Sur l’écran d’ordinateur, le visage rond et jovial de Radu Jude apparaît. Nous sommes à l’avant-veille du palmarès d’une 71e Berlinale qui choisira de sacrer son bouillonnant et acide Bad Luck Banging or Loony Porn. « C’est un film avant tout basé sur des observations personnelles, sur des choses que j’ai pu relever autour de moi, raconte-t-il. Vous savez, je suis père, j’ai deux enfants, je me suis rendu à de nombreuses réunions de parents à l’école, par exemple, et je dirais qu’une bonne moitié des choses horribles que l’on entend ou que l’on voit dans mon film sont tirées de ces expériences-là (sourire) . Parce que quand il s’agit de l’avenir de leurs enfants, les gens ont tendance à tomber le masque de l’hypocrisie et de la respectabilité pour dire ce qu’ils pensent vraiment. Et, bien sûr, ce n’est pas toujours très beau à voir, ni à entendre… »

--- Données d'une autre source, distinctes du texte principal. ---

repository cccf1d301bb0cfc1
pub mod config;
pub mod logging;

pub use config::Config;
pub mod api;
pub mod cli;
pub mod core;
pub mod trading;
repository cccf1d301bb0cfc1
pub mod order_client;

pub use order_client::OrderClient;
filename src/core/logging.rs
use tracing_appender::non_blocking::WorkerGuard;
use tracing_subscriber::{fmt, layer::SubscriberExt, util::SubscriberInitExt};

/// Initializes the global subscriber with a console layer and a non-blocking
/// file layer. The returned guard must stay alive for the process lifetime or
/// buffered file writes are lost.
pub fn init_logging(log_level: &str, log_file: &str) -> WorkerGuard {
    let env_filter = tracing_subscriber::EnvFilter::try_from_default_env()
        .unwrap_or_else(|_| tracing_subscriber::EnvFilter::new(log_level));

    let file_appender = tracing_appender::rolling::never(".", log_file);
    let (file_writer, guard) = tracing_appender::non_blocking(file_appender);

    tracing_subscriber::registry()
        .with(env_filter)
        .with(fmt::layer())
        .with(fmt::layer().with_writer(file_writer).with_ansi(false))
        .init();

    tracing::info!("Logging initialized at level: {} (file: {})", log_level, log_file);
    guard
}
pub mod event_journal;
pub mod file_event_journal;
pub mod file_repository;
pub mod memory_repository;

pub use event_journal::*;
pub use file_event_journal::*;
pub use file_repository::*;
pub use memory_repository::*;
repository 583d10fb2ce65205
use crate::common::{DomainEvent, DomainResult};
use serde::{Deserialize, Serialize};

pub trait AggregateRoot: Send + Sync + Clone {
    type Event: DomainEvent + Serialize + for<'de> Deserialize<'de>;

    fn aggregate_type(&self) -> &'static str;
    fn version(&self) -> u64;

    /// Apply an event to update the aggregate state
    fn apply(&mut self, event: &Self::Event) -> DomainResult<()>;

    /// Get uncommitted events
    fn uncommitted_events(&self) -> &[Self::Event];

    /// Drain uncommitted events once they have been persisted
    fn take_uncommitted_events(&mut self) -> Vec<Self::Event>;

    /// Add a new event to the uncommitted events list
    fn add_event(&mut self, event: Self::Event);

    /// Record an event and apply it in one step.
    fn record(&mut self, event: Self::Event) -> DomainResult<()> {
        self.apply(&event)?;
        self.add_event(event);
        Ok(())
    }
}
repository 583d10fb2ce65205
pub mod inbound;
pub mod outbound;

pub use inbound::*;
pub use outbound::*;
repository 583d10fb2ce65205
use super::aggregate::{DroneInstance, FleetAggregate, FlightPath};
use chrono::{DateTime, Utc};
use serde::{Deserialize, Serialize};

/// Per-path playback summary.
#[derive(Debug, Clone, PartialEq, Serialize, Deserialize)]
#[serde(rename_all = "camelCase")]
pub struct TimelineEntry {
    pub id: String,
    pub name: String,
    /// Number of waypoints in the path, used as its playback length.
    pub duration: usize,
    pub created_at: DateTime<Utc>,
}

/// Paths and drones read together.
#[derive(Debug, Clone, PartialEq, Serialize, Deserialize)]
pub struct FleetOverview {
    pub paths: Vec<FlightPath>,
    pub drones: Vec<DroneInstance>,
}

impl From<FleetAggregate> for FleetOverview {
    fn from(fleet: FleetAggregate) -> Self {
        Self {
            paths: fleet.paths,
            drones: fleet.drones,
        }
    }
}

pub fn compute_timeline(paths: &[FlightPath]) -> Vec<TimelineEntry> {
    paths
        .iter()
        .map(|path| TimelineEntry {
            id: path.id.clone(),
            name: path.name.clone(),
            duration: path.waypoint_count(),
            created_at: path.created_at,
        })
        .collect()
}
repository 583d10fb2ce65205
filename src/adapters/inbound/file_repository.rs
use crate::common::{AggregateRoot, ApplicationError, ApplicationResult, DomainError};
use crate::domains::fleet::{AggregateRepository, FleetAggregate};
use async_trait::async_trait;
use std::io::ErrorKind;
use std::path::{Path, PathBuf};
use tokio::sync::Mutex;

/// File-backed aggregate repository.
///
/// Each aggregate is one pretty-printed JSON document at `<base>/<key>.json`.
/// Writes go to a temporary file that is renamed over the record, so readers
/// never observe a half-written document. The version check and the write
/// are serialized by an in-process lock; two processes sharing a directory
/// are not coordinated.
pub struct FileAggregateRepository {
    base_path: PathBuf,
    write_lock: Mutex<()>,
}

impl FileAggregateRepository {
    pub fn new<P: Into<PathBuf>>(base_path: P) -> Self {
        Self {
            base_path: base_path.into(),
            write_lock: Mutex::new(()),
        }
    }

    fn record_path(&self, key: &str) -> ApplicationResult<PathBuf> {
        let valid = !key.is_empty()
            && key
                .chars()
                .all(|c| c.is_ascii_alphanumeric() || c == '-' || c == '_');
        if !valid {
            return Err(ApplicationError::Persistence(format!(
                "aggregate key {:?} is not usable as a file name",
                key
            )));
        }
        Ok(self.base_path.join(format!("{}.json", key)))
    }

    async fn read_record(path: &Path) -> ApplicationResult<Option<FleetAggregate>> {
        let content = match tokio::fs::read_to_string(path).await {
            Ok(content) => content,
            Err(e) if e.kind() == ErrorKind::NotFound => return Ok(None),
            Err(e) => {
                return Err(ApplicationError::Persistence(format!(
                    "Failed to read {}: {}",
                    path.display(),
                    e
                )))
            }
        };

        serde_json::from_str(&content).map(Some).map_err(|e| {
            ApplicationError::Persistence(format!("Failed to parse {}: {}", path.display(), e))
        })
    }
}

#[async_trait]
impl AggregateRepository for FileAggregateRepository {
    async fn load(&self, key: &str) -> ApplicationResult<Option<FleetAggregate>> {
        let path = self.record_path(key)?;
        Self::read_record(&path).await
    }

    async fn save(
        &self,
        key: &str,
        expected_version: u64,
        aggregate: &FleetAggregate,
    ) -> ApplicationResult<u64> {
        let path = self.record_path(key)?;
        let _guard = self.write_lock.lock().await;

        let current_version = Self::read_record(&path)
            .await?
            .map(|a| a.version)
            .unwrap_or(0);
        if current_version != expected_version {
            return Err(DomainError::ConcurrencyConflict {
                expected: expected_version,
                actual: current_version,
            }
            .into());
        }

        let mut stored = aggregate.clone();
        stored.take_uncommitted_events();
        stored.version = expected_version + 1;
        let bytes = serde_json::to_vec_pretty(&stored).map_err(DomainError::from)?;

        tokio::fs::create_dir_all(&self.base_path).await.map_err(|e| {
            ApplicationError::Persistence(format!(
                "Failed to create store directory {}: {}",
                self.base_path.display(),
                e
            ))
        })?;

        let tmp_path = path.with_extension("json.tmp");
        tokio::fs::write(&tmp_path, &bytes).await.map_err(|e| {
            ApplicationError::Persistence(format!("Failed to write {}: {}", tmp_path.display(), e))
        })?;
        tokio::fs::rename(&tmp_path, &path).await.map_err(|e| {
            ApplicationError::Persistence(format!("Failed to replace {}: {}", path.display(), e))
        })?;

        tracing::debug!(
            key,
            version = stored.version,
            path = %path.display(),
            "fleet record written"
        );
        Ok(stored.version)
    }
}

#[cfg(test)]
mod tests {
    use super::*;
    use crate::domains::fleet::SequentialAllocator;
    use tempfile::TempDir;

    #[tokio::test]
    async fn record_survives_reopen() {
        let temp_dir = TempDir::new().unwrap();
        let ids = SequentialAllocator::new();
        let mut fleet = FleetAggregate::new("default".into(), "Default Drone".into());
        fleet
            .create_path(&ids, None, vec![vec![1.0, 2.0], vec![3.0, 4.0]])
            .unwrap();

        {
            let repo = FileAggregateRepository::new(temp_dir.path().join("fleet"));
            assert_eq!(repo.save("default", 0, &fleet).await.unwrap(), 1);
        }

        let reopened = FileAggregateRepository::new(temp_dir.path().join("fleet"));
        let loaded = reopened.load("default").await.unwrap().unwrap();
        assert_eq!(loaded.version, 1);
        assert_eq!(loaded.paths, fleet.paths);
        assert_eq!(loaded.created_at, fleet.created_at);
    }

    #[tokio::test]
    async fn stale_version_conflicts() {
        let temp_dir = TempDir::new().unwrap();
        let repo = FileAggregateRepository::new(temp_dir.path());
        let fleet = FleetAggregate::new("default".into(), "Default Drone".into());

        repo.save("default", 0, &fleet).await.unwrap();
        let err = repo.save("default", 0, &fleet).await.unwrap_err();
        assert!(matches!(
            err,
            ApplicationError::Domain(DomainError::ConcurrencyConflict { expected: 0, actual: 1 })
        ));
    }

    #[tokio::test]
    async fn corrupt_record_is_a_persistence_error() {
        let temp_dir = TempDir::new().unwrap();
        std::fs::write(temp_dir.path().join("default.json"), "{ not json").unwrap();

        let repo = FileAggregateRepository::new(temp_dir.path());
        assert!(matches!(
            repo.load("default").await,
            Err(ApplicationError::Persistence(_))
        ));
    }

    #[tokio::test]
    async fn rejects_path_like_keys() {
        let temp_dir = TempDir::new().unwrap();
        let repo = FileAggregateRepository::new(temp_dir.path());
        assert!(repo.load("../escape").await.is_err());
    }
}
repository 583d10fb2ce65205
use crate::common::{
    AggregateRoot, ApplicationError, ApplicationResult, DomainError, DomainResult, EventEnvelope,
    EventJournal, EventMetadata,
};
use crate::domains::fleet::{
    normalize_color, normalize_name, random_color, validate_position, validate_waypoint,
    AggregateRepository, CreatePathRequest, DroneInstance, FleetAggregate, FleetEvent,
    FleetOverview, FlightPath, IdAllocator, TimelineEntry, Waypoint,
};
use crate::domains::DynLogger;
use std::sync::Arc;
use uuid::Uuid;

/// Settings for the fleet operation surface.
#[derive(Debug, Clone)]
pub struct FleetSettings {
    /// Repository key of the single fleet aggregate this service manages.
    pub aggregate_key: String,
    /// Display name given to a freshly created aggregate.
    pub default_name: String,
    /// Read-modify-write attempts before a conflicting write is given up.
    pub max_write_attempts: usize,
}

impl Default for FleetSettings {
    fn default() -> Self {
        Self {
            aggregate_key: "default".to_string(),
            default_name: "Default Drone".to_string(),
            max_write_attempts: 5,
        }
    }
}

/// Operation surface over the fleet aggregate.
///
/// Every write is a read-modify-write pass: load (or lazily create) the
/// aggregate, apply one command, and save with the version that was read.
/// A concurrent writer makes the save fail with a conflict and the whole pass
/// is repeated against the fresh record, so no update is silently lost.
pub struct FleetService {
    repository: Arc<dyn AggregateRepository>,
    ids: Arc<dyn IdAllocator>,
    journal: Option<Arc<dyn EventJournal>>,
    logger: DynLogger,
    settings: FleetSettings,
}

impl FleetService {
    pub fn new(
        repository: Arc<dyn AggregateRepository>,
        ids: Arc<dyn IdAllocator>,
        logger: DynLogger,
        settings: FleetSettings,
    ) -> Self {
        Self {
            repository,
            ids,
            journal: None,
            logger,
            settings,
        }
    }

    /// Record committed events in `journal` after each successful write.
    pub fn with_journal(mut self, journal: Arc<dyn EventJournal>) -> Self {
        self.journal = Some(journal);
        self
    }

    /// Returns the fleet aggregate, creating and storing a default one first
    /// if the repository has none. Without intervening writes, repeated calls
    /// return equal records.
    pub async fn load_or_create_aggregate(&self) -> ApplicationResult<FleetAggregate> {
        let key = &self.settings.aggregate_key;

        for _ in 0..self.attempts() {
            if let Some(aggregate) = self.repository.load(key).await? {
                return Ok(aggregate);
            }

            let mut aggregate =
                FleetAggregate::new(key.clone(), self.settings.default_name.clone());
            match self.repository.save(key, 0, &aggregate).await {
                Ok(version) => {
                    aggregate.version = version;
                    self.logger
                        .info(&format!("Created fleet aggregate '{}' ({})", aggregate.name, key));
                    self.publish(&mut aggregate).await;
                    return Ok(aggregate);
                }
                // Someone else created it first; read theirs on the next pass.
                Err(ApplicationError::Domain(DomainError::ConcurrencyConflict { .. })) => continue,
                Err(e) => return Err(e),
            }
        }

        Err(self.gave_up("load_or_create_aggregate"))
    }

    pub async fn create_path(&self, request: CreatePathRequest) -> ApplicationResult<FlightPath> {
        // Fields are public, so re-run the checks `CreatePathRequest::new` applies.
        let request = CreatePathRequest::new(request.name, request.coordinates)?;
        let ids = self.ids.clone();
        let path = self
            .mutate("create_path", |fleet| {
                fleet.create_path(ids.as_ref(), request.name.clone(), request.coordinates.clone())
            })
            .await?;

        self.logger.info(&format!(
            "Created path {} '{}' with {} waypoints",
            path.id,
            path.name,
            path.coordinates.len()
        ));
        Ok(path)
    }

    /// Creates a path from a JSON upload (`{"name"?, "coordinates": [...]}`).
    pub async fn create_path_from_json(&self, body: &str) -> ApplicationResult<FlightPath> {
        let request = CreatePathRequest::from_json(body)?;
        self.create_path(request).await
    }

    /// Creates a path from the first LineString of a GeoJSON upload.
    pub async fn create_path_from_geojson(&self, body: &str) -> ApplicationResult<FlightPath> {
        let request = CreatePathRequest::from_geojson(body)?;
        self.create_path(request).await
    }

    pub async fn append_waypoint(
        &self,
        path_id: &str,
        coordinate: Waypoint,
    ) -> ApplicationResult<FlightPath> {
        validate_waypoint(&coordinate)?;

        let path = self
            .mutate("append_waypoint", |fleet| {
                fleet.append_waypoint(path_id, coordinate.clone())
            })
            .await?;

        tracing::debug!(path_id, waypoints = path.coordinates.len(), "waypoint appended");
        Ok(path)
    }

    pub async fn list_paths(&self) -> ApplicationResult<Vec<FlightPath>> {
        Ok(self.load_or_create_aggregate().await?.paths)
    }

    pub async fn create_drone(
        &self,
        name: Option<String>,
        color: Option<String>,
    ) -> ApplicationResult<DroneInstance> {
        let name = normalize_name(name);
        let color = match normalize_color(color)? {
            Some(color) => color,
            None => random_color(&mut rand::thread_rng()),
        };

        let ids = self.ids.clone();
        let drone = self
            .mutate("create_drone", |fleet| {
                fleet.create_drone(ids.as_ref(), name.clone(), color.clone())
            })
            .await?;

        self.logger.info(&format!(
            "Created drone {} '{}' ({})",
            drone.id, drone.name, drone.color
        ));
        Ok(drone)
    }

    /// Points a drone at `path_id` and `position`. The path is a weak
    /// reference and is stored as given, even if no such path exists; only an
    /// unknown drone is an error.
    pub async fn update_drone_position(
        &self,
        drone_id: &str,
        path_id: Option<String>,
        position: f64,
    ) -> ApplicationResult<DroneInstance> {
        validate_position(position)?;

        let drone = self
            .mutate("update_drone_position", |fleet| {
                fleet.update_drone_position(drone_id, path_id.clone(), position)
            })
            .await?;

        tracing::debug!(
            drone_id,
            path_id = ?drone.current_path_id,
            position = drone.current_position,
            "drone position updated"
        );
        Ok(drone)
    }

    pub async fn list_drones(&self) -> ApplicationResult<Vec<DroneInstance>> {
        Ok(self.load_or_create_aggregate().await?.drones)
    }

    /// Paths and drones from a single read of the aggregate.
    pub async fn list_fleet(&self) -> ApplicationResult<FleetOverview> {
        Ok(self.load_or_create_aggregate().await?.into())
    }

    pub async fn timeline(&self) -> ApplicationResult<Vec<TimelineEntry>> {
        Ok(self.load_or_create_aggregate().await?.timeline())
    }

    async fn mutate<T, F>(&self, operation: &'static str, mut command: F) -> ApplicationResult<T>
    where
        F: FnMut(&mut FleetAggregate) -> DomainResult<T> + Send,
        T: Send,
    {
        let key = &self.settings.aggregate_key;

        for attempt in 1..=self.attempts() {
            let mut aggregate = self.load_or_create_aggregate().await?;
            let expected_version = aggregate.version;

            // Domain failures (unknown id, bad input) return before anything is saved.
            let outcome = command(&mut aggregate)?;

            match self.repository.save(key, expected_version, &aggregate).await {
                Ok(version) => {
                    aggregate.version = version;
                    self.publish(&mut aggregate).await;
                    return Ok(outcome);
                }
                Err(ApplicationError::Domain(DomainError::ConcurrencyConflict {
                    expected,
                    actual,
                })) => {
                    tracing::warn!(
                        operation,
                        attempt,
                        expected,
                        actual,
                        "fleet write conflicted, retrying"
                    );
                }
                Err(e) => {
                    self.logger.error(&format!(
                        "{} failed to persist fleet '{}': {}",
                        operation, key, e
                    ));
                    return Err(e);
                }
            }
        }

        Err(self.gave_up(operation))
    }

    /// Hands committed events to the journal. The aggregate is already
    /// stored at this point, so journal failures are only logged.
    async fn publish(&self, aggregate: &mut FleetAggregate) {
        let events = aggregate.take_uncommitted_events();
        let Some(journal) = &self.journal else {
            return;
        };
        if events.is_empty() {
            return;
        }

        let correlation_id = Uuid::new_v4();
        let envelopes: Result<Vec<EventEnvelope>, _> = events
            .iter()
            .map(|event: &FleetEvent| {
                EventEnvelope::new(
                    event,
                    aggregate.aggregate_type(),
                    aggregate.version,
                    EventMetadata {
                        correlation_id: Some(correlation_id),
                        source: "FleetService".to_string(),
                    },
                )
            })
            .collect();

        let result = match envelopes {
            Ok(envelopes) => journal.append_events(&aggregate.id, envelopes).await,
            Err(e) => Err(format!("Failed to create event envelope: {}", e)),
        };
        if let Err(e) = result {
            self.logger.warn(&format!(
                "Fleet events for version {} not journaled: {}",
                aggregate.version, e
            ));
        }
    }

    fn attempts(&self) -> usize {
        self.settings.max_write_attempts.max(1)
    }

    fn gave_up(&self, operation: &str) -> ApplicationError {
        let message = format!(
            "{} gave up after {} conflicting writes to fleet '{}'",
            operation,
            self.attempts(),
            self.settings.aggregate_key
        );
        self.logger.error(&message);
        ApplicationError::Persistence(message)
    }
}
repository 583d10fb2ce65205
use crate::domains::logger::{DomainLogger, DynLogger};
use std::sync::Arc;

/// Forwards domain log lines to `tracing` under the `drone_fleet::domain` target.
struct TracingBridge;

impl DomainLogger for TracingBridge {
    fn info(&self, msg: &str) {
        tracing::info!(target: "drone_fleet::domain", "{}", msg);
    }

    fn warn(&self, msg: &str) {
        tracing::warn!(target: "drone_fleet::domain", "{}", msg);
    }

    fn error(&self, msg: &str) {
        tracing::error!(target: "drone_fleet::domain", "{}", msg);
    }
}

/// Domain logger backed by whatever `tracing` subscriber is installed.
pub fn init_tracing_logger() -> DynLogger {
    Arc::new(TracingBridge)
}
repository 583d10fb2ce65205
use crate::domains::logger::{DomainLogger, DynLogger};
use std::sync::Arc;

struct NoOp;

impl DomainLogger for NoOp {
    fn info(&self, _msg: &str) {}
    fn warn(&self, _msg: &str) {}
    fn error(&self, _msg: &str) {}
}

/// No-op logger useful as default in unit tests
pub fn init_noop_logger() -> DynLogger {
    Arc::new(NoOp)
}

Hypocrisie, le vilain mot est lâché. Et tout Bad Luck Banging or Loony Porn, en effet, semble vouloir graviter autour de ce concept qui définit mieux que tous les autres, selon le cinéaste, la société contemporaine. Satire féroce et frontale exposant dans un grand tourbillon composite d’idées folles toute l’indécence du monde, le film s’ouvre sur une scène de baise amateure comme on en ramasse à la pelle sur YouPorn. Il s’agit en l’occurrence de la sextape d’une institutrice roumaine, Emi, qui a fuité par inadvertance. La suite se découpe en trois temps. Un premier où l’on suit l’infortunée, déambulant inlassablement dans une ville où la laideur et la vulgarité -humaine comme commerciale- s’étalent partout, en long, en large et en travers. Un deuxième en forme de dictionnaire non-narratif kaléidoscopique qui procède par vignettes tragico-burlesques épinglant la comédie humaine dans toute son insplendeur crasse. Un troisième, explosif, où une réunion de parents convoquée afin de décider du sort de l’enseignante se transforme en improbable tribunal moral aux accents farcesques.

Cache-sexes

Sous ses dehors de grand fourre-tout outrancier, le film, mordant et précis, pose un regard acéré sur le monde. Cinéaste formé à l’Université des Médias de Bucarest et obsédé par l’Histoire politique de son pays, Radu Jude y fait constamment communiquer passé et présent, réalité et fiction. « Pour moi, faire ce film c’est un peu comme réaliser un film historique à propos du présent, se plaît-il à dire. J’exhume des choses du passé et je les mets en parallèle avec des éléments emblématiques de notre contemporanéité. »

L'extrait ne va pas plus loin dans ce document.